• Dataset extract:

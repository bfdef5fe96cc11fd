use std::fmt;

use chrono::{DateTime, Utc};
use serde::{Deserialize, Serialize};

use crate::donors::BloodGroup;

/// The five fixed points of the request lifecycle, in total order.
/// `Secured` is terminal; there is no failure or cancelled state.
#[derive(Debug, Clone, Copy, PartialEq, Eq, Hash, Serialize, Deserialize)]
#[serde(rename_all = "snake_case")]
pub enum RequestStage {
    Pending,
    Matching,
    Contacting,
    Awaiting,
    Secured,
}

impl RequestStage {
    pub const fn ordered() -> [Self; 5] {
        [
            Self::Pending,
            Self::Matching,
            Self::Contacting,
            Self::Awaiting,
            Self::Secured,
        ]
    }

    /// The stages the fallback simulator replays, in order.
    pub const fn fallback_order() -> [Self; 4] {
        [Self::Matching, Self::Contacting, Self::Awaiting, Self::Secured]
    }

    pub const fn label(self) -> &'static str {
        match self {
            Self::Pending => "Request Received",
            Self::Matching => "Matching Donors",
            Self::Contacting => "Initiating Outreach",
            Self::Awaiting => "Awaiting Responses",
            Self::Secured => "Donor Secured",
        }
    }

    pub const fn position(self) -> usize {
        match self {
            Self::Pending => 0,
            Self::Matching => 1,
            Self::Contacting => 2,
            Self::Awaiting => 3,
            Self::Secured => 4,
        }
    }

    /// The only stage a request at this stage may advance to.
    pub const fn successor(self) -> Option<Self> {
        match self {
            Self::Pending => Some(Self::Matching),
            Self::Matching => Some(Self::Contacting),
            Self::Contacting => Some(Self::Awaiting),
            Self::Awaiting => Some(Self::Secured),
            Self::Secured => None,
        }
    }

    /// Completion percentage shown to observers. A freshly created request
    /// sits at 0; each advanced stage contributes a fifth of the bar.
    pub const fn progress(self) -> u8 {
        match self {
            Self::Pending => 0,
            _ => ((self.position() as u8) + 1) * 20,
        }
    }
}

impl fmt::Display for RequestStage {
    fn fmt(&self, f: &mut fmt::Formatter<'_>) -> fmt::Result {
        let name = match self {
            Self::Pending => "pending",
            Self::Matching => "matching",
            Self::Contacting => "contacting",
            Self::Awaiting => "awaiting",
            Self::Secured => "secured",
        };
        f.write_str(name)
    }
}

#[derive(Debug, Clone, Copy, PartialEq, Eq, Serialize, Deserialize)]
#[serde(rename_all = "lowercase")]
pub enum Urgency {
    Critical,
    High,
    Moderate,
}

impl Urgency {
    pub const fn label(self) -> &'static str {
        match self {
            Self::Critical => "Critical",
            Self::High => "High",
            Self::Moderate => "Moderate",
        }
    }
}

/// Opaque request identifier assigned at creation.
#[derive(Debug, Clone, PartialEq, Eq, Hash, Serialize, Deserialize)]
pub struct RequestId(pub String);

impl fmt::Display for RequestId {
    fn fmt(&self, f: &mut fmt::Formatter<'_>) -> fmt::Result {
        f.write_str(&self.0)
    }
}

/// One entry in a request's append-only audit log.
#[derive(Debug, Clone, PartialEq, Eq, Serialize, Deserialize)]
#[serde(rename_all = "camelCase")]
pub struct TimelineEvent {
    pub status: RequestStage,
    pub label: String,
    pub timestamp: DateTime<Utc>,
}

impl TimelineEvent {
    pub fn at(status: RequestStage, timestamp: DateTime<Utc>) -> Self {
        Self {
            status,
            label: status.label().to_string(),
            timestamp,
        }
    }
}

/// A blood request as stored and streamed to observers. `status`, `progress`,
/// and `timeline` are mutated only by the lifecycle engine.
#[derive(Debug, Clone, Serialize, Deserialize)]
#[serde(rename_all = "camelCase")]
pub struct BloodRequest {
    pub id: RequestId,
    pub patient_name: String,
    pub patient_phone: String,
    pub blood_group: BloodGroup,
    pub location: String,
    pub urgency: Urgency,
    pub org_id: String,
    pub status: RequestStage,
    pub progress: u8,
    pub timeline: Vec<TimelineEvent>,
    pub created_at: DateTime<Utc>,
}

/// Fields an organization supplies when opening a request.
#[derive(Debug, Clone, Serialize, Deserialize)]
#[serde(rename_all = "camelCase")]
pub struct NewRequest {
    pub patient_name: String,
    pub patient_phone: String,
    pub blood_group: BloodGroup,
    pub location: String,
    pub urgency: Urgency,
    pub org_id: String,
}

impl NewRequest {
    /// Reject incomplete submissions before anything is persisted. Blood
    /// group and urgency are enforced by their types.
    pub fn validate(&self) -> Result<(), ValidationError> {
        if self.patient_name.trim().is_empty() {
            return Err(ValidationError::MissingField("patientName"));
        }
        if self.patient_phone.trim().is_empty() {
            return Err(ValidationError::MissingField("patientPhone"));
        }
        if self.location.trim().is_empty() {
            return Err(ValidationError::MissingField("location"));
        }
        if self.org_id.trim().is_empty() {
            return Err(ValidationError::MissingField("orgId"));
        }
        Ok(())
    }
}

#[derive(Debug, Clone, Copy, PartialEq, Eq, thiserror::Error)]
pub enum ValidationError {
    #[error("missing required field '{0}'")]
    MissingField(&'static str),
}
---
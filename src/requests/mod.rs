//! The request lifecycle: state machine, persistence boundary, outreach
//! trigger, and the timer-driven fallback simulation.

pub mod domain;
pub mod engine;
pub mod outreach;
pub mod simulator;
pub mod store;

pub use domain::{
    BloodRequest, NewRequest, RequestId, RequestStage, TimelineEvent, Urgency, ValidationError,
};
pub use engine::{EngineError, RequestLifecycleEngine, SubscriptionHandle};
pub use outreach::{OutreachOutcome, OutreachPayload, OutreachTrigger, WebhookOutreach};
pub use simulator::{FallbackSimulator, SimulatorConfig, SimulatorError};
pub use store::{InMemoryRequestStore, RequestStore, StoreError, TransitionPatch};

• Your assignment: The required output is every line above from the one with "of the bar." down to the one with "the lifecycle engine.", restated word for word, ends included.

• Result for this task:
    /// sits at 0; each advanced stage contributes a fifth of the bar.
    pub const fn progress(self) -> u8 {
        match self {
            Self::Pending => 0,
            _ => ((self.position() as u8) + 1) * 20,
        }
    }
}

impl fmt::Display for RequestStage {
    fn fmt(&self, f: &mut fmt::Formatter<'_>) -> fmt::Result {
        let name = match self {
            Self::Pending => "pending",
            Self::Matching => "matching",
            Self::Contacting => "contacting",
            Self::Awaiting => "awaiting",
            Self::Secured => "secured",
        };
        f.write_str(name)
    }
}

#[derive(Debug, Clone, Copy, PartialEq, Eq, Serialize, Deserialize)]
#[serde(rename_all = "lowercase")]
pub enum Urgency {
    Critical,
    High,
    Moderate,
}

impl Urgency {
    pub const fn label(self) -> &'static str {
        match self {
            Self::Critical => "Critical",
            Self::High => "High",
            Self::Moderate => "Moderate",
        }
    }
}

/// Opaque request identifier assigned at creation.
#[derive(Debug, Clone, PartialEq, Eq, Hash, Serialize, Deserialize)]
pub struct RequestId(pub String);

impl fmt::Display for RequestId {
    fn fmt(&self, f: &mut fmt::Formatter<'_>) -> fmt::Result {
        f.write_str(&self.0)
    }
}

/// One entry in a request's append-only audit log.
#[derive(Debug, Clone, PartialEq, Eq, Serialize, Deserialize)]
#[serde(rename_all = "camelCase")]
pub struct TimelineEvent {
    pub status: RequestStage,
    pub label: String,
    pub timestamp: DateTime<Utc>,
}

impl TimelineEvent {
    pub fn at(status: RequestStage, timestamp: DateTime<Utc>) -> Self {
        Self {
            status,
            label: status.label().to_string(),
            timestamp,
        }
    }
}

/// A blood request as stored and streamed to observers. `status`, `progress`,
/// and `timeline` are mutated only by the lifecycle engine.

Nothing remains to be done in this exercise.